Content starts
//! Spectral analysis and synthesis
//! 
//! Reference DFT, framed radix-2 FFT, the frequency-bin codec and
//! resynthesis from bins.

pub mod dft;
pub mod fft;
pub mod framing;
pub mod bins;
pub mod synthesis;
pub mod pipeline;

pub use dft::{dft, idft};
pub use fft::{fft_frame, ifft_frame, try_fft_frame, try_ifft_frame};
pub use framing::{
    DEFAULT_LADDER, Frame, FrameLadder, inverse_transform_sequence, transform_sequence,
};
pub use bins::{
    BinRecord, FrequencyBin, bins_to_frames, frames_to_bins, from_bins, to_bins, try_from_bins,
};
pub use synthesis::{synthesize, synthesize_frame};
pub use pipeline::{PipelineConfig, SpectralPipeline};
Content ends
--- Work item ---
Could you reproduce all of the material above, exactly as it reads?

--- Answer box ---
//! Spectral analysis and synthesis
//! 
//! Reference DFT, framed radix-2 FFT, the frequency-bin codec and
//! resynthesis from bins.

pub mod dft;
pub mod fft;
pub mod framing;
pub mod bins;
pub mod synthesis;
pub mod pipeline;

pub use dft::{dft, idft};
pub use fft::{fft_frame, ifft_frame, try_fft_frame, try_ifft_frame};
pub use framing::{
    DEFAULT_LADDER, Frame, FrameLadder, inverse_transform_sequence, transform_sequence,
};
pub use bins::{
    BinRecord, FrequencyBin, bins_to_frames, frames_to_bins, from_bins, to_bins, try_from_bins,
};
pub use synthesis::{synthesize, synthesize_frame};
pub use pipeline::{PipelineConfig, SpectralPipeline};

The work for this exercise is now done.